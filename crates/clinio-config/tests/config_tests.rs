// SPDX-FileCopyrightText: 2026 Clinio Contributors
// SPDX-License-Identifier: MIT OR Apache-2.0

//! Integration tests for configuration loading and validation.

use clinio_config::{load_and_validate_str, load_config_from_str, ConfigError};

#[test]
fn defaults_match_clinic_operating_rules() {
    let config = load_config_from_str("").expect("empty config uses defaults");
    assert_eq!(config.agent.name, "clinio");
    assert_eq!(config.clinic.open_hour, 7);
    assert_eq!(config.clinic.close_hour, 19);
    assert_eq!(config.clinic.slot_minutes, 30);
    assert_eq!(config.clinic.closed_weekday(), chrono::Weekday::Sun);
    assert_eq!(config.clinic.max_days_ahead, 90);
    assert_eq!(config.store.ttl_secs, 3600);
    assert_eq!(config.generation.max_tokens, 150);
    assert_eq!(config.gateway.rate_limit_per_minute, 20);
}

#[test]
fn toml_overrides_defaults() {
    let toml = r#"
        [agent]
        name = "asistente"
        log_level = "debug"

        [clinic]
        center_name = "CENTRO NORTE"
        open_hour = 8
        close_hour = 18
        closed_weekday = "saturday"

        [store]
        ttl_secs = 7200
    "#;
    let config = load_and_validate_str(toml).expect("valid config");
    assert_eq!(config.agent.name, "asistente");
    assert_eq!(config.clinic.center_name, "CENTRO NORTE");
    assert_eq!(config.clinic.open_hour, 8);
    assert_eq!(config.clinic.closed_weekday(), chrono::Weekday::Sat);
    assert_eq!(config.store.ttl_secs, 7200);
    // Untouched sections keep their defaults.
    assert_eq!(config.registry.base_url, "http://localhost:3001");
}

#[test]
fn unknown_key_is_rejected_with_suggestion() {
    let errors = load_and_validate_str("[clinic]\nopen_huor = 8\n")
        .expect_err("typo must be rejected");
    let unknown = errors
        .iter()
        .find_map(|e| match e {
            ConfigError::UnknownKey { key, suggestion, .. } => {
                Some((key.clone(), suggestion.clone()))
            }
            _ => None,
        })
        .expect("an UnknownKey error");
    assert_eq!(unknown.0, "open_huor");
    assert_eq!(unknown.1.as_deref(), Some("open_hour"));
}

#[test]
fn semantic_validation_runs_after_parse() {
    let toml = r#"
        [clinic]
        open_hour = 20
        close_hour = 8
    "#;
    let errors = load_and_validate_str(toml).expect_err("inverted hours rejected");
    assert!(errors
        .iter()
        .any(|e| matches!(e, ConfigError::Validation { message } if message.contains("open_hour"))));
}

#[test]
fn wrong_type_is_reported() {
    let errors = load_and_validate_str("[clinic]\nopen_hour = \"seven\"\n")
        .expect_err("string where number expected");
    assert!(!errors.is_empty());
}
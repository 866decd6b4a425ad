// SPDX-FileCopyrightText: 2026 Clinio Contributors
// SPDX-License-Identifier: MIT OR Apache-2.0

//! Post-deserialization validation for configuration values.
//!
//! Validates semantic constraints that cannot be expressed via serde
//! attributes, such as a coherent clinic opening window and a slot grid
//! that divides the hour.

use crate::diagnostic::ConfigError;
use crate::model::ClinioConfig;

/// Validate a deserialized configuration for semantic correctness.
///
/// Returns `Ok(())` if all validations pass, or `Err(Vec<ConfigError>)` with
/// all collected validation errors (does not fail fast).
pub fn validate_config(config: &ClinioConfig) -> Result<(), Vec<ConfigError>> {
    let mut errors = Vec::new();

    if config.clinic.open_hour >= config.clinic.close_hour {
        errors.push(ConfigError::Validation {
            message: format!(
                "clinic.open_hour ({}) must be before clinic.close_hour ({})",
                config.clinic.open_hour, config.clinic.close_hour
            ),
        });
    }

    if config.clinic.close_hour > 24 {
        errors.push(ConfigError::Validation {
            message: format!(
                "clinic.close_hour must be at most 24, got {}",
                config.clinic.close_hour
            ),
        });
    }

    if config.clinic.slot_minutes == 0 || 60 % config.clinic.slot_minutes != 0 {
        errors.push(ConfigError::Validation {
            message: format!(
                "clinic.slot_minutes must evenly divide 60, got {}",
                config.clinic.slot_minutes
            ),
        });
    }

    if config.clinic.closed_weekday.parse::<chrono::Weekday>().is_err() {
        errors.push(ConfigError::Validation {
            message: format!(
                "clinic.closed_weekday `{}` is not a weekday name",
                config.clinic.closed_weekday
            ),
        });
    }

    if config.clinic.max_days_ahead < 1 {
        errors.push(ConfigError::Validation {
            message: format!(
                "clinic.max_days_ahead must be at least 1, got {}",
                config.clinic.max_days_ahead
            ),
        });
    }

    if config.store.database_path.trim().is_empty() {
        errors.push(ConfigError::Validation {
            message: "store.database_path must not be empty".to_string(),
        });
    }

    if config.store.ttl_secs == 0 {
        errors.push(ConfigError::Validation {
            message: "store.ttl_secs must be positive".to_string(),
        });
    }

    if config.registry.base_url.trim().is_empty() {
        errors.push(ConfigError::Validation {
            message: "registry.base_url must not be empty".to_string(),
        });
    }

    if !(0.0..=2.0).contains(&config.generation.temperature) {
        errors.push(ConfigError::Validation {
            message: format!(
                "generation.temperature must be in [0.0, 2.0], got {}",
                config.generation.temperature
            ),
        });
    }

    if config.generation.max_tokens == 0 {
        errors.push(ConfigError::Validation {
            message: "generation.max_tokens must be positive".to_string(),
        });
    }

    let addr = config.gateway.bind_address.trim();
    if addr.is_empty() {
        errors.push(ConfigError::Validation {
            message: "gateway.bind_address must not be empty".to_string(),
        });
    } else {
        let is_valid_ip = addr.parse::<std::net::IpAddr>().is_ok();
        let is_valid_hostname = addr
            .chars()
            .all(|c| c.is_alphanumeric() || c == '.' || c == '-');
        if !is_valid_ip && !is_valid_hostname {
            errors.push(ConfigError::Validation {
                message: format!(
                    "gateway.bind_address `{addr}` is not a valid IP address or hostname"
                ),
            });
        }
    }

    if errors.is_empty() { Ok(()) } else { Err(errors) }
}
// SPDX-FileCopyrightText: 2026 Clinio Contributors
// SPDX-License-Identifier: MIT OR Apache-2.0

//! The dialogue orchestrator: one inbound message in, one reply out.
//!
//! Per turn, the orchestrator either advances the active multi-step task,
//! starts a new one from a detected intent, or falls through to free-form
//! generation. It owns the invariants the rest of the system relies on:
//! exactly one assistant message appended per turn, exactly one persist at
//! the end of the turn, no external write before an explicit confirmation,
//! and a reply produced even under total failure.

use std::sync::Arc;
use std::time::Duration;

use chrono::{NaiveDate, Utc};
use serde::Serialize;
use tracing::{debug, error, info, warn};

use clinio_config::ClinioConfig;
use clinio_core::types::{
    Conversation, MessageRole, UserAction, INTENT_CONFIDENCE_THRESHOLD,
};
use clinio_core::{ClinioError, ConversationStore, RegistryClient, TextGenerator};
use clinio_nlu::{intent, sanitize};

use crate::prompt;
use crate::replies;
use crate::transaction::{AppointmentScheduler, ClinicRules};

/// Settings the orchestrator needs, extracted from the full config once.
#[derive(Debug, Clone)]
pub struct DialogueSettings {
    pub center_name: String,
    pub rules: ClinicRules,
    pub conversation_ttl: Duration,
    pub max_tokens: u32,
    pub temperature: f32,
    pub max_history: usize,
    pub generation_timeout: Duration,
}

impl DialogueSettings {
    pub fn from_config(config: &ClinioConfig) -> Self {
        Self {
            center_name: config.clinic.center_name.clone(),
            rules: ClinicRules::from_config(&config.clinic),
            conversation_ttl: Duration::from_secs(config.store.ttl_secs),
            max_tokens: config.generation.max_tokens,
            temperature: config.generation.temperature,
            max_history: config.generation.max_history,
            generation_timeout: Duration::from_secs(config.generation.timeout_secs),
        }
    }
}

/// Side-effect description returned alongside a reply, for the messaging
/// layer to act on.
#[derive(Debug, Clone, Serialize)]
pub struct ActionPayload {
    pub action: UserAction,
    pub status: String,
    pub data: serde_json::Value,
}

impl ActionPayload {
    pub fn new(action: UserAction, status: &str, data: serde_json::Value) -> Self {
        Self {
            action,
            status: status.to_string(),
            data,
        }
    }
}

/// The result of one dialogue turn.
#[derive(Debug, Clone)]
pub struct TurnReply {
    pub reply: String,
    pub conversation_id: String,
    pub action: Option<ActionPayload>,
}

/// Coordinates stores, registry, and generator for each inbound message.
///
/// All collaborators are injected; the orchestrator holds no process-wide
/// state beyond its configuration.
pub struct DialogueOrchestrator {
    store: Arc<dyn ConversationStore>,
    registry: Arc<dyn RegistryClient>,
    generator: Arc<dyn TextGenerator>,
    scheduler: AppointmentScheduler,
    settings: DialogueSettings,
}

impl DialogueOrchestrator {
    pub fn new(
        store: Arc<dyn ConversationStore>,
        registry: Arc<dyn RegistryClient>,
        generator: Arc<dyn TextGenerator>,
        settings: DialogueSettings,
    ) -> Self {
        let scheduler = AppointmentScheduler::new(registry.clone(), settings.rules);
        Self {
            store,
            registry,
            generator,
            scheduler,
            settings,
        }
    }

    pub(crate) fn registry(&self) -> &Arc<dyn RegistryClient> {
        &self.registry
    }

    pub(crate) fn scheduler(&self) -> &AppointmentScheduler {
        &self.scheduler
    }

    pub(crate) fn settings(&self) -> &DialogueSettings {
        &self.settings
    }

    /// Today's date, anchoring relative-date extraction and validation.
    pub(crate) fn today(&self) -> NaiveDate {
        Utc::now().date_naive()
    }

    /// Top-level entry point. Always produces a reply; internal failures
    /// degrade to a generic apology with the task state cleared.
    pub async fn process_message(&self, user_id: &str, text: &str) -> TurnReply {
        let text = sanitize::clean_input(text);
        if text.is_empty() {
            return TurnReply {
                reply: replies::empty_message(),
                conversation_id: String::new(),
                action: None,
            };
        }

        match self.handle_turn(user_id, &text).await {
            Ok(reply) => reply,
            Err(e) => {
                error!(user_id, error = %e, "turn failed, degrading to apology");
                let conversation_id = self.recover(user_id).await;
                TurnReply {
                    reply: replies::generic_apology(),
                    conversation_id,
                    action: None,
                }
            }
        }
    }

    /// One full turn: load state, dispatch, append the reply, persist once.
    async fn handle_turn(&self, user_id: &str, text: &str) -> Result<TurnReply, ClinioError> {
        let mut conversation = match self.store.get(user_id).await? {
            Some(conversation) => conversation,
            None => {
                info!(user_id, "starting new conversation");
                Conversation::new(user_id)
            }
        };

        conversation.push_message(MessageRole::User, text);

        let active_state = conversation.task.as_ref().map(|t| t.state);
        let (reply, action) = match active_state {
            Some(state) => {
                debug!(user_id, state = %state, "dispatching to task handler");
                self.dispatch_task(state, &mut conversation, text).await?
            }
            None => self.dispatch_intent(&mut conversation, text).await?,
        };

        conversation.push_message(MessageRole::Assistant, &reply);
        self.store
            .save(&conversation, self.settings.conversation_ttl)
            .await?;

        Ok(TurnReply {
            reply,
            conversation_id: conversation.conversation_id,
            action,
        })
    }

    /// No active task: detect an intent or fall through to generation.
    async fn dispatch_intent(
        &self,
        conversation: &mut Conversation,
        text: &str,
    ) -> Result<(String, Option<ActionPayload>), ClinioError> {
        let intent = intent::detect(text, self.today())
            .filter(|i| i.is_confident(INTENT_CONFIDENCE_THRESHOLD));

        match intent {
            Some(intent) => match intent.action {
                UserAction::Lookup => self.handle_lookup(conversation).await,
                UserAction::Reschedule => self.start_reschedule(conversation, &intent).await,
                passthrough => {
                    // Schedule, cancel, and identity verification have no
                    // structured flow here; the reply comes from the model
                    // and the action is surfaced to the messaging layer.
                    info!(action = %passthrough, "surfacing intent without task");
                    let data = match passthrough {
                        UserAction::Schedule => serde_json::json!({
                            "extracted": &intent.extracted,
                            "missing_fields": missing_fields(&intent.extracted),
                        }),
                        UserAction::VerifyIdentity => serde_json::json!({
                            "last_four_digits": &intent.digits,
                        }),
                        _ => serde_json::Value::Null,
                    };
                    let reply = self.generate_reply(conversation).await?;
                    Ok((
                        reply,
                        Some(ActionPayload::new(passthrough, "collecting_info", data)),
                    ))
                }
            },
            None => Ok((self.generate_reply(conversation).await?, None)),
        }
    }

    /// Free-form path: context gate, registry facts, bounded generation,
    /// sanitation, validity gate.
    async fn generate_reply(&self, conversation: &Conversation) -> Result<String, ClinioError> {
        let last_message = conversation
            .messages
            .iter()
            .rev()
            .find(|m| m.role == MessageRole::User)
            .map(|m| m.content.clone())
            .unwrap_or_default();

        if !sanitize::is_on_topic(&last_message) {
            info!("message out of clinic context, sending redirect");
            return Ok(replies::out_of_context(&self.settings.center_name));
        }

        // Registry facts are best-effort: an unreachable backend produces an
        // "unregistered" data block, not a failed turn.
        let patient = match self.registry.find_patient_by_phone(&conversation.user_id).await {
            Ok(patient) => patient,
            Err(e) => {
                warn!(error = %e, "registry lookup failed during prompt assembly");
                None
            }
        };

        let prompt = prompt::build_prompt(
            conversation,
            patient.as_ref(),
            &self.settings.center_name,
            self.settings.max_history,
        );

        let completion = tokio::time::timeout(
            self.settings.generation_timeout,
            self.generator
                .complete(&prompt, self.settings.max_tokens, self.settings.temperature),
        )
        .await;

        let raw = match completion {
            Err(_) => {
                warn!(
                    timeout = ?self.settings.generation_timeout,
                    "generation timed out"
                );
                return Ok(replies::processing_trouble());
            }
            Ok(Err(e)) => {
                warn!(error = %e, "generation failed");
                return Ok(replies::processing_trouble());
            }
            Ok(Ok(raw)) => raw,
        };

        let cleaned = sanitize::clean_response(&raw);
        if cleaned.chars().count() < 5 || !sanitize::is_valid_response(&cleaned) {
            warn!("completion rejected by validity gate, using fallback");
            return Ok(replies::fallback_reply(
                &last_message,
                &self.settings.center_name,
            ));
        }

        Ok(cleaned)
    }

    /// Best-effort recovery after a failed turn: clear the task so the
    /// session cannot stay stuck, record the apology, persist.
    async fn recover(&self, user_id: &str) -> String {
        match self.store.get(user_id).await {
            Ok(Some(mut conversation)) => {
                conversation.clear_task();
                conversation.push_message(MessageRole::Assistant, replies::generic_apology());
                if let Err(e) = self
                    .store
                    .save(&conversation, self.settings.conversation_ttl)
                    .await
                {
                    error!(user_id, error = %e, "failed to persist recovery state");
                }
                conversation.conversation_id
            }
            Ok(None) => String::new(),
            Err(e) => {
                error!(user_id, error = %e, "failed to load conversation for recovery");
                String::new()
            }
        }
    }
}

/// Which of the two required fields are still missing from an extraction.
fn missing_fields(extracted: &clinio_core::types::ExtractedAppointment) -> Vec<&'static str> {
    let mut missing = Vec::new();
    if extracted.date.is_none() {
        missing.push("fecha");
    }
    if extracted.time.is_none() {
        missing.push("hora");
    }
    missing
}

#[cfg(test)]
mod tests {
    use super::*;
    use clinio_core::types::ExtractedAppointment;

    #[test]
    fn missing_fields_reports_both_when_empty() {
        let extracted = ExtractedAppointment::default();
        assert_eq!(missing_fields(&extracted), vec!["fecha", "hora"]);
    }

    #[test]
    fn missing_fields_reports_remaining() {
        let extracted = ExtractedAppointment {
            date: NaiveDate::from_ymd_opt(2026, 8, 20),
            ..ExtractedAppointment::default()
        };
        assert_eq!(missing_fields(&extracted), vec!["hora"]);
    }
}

## Problem to work on
Restate word for word the entries above from the line with "let raw = match" through the line with "conversation.clear_task();", inclusive, leaving out everything else.

## Written solution
        let raw = match completion {
            Err(_) => {
                warn!(
                    timeout = ?self.settings.generation_timeout,
                    "generation timed out"
                );
                return Ok(replies::processing_trouble());
            }
            Ok(Err(e)) => {
                warn!(error = %e, "generation failed");
                return Ok(replies::processing_trouble());
            }
            Ok(Ok(raw)) => raw,
        };

        let cleaned = sanitize::clean_response(&raw);
        if cleaned.chars().count() < 5 || !sanitize::is_valid_response(&cleaned) {
            warn!("completion rejected by validity gate, using fallback");
            return Ok(replies::fallback_reply(
                &last_message,
                &self.settings.center_name,
            ));
        }

        Ok(cleaned)
    }

    /// Best-effort recovery after a failed turn: clear the task so the
    /// session cannot stay stuck, record the apology, persist.
    async fn recover(&self, user_id: &str) -> String {
        match self.store.get(user_id).await {
            Ok(Some(mut conversation)) => {
                conversation.clear_task();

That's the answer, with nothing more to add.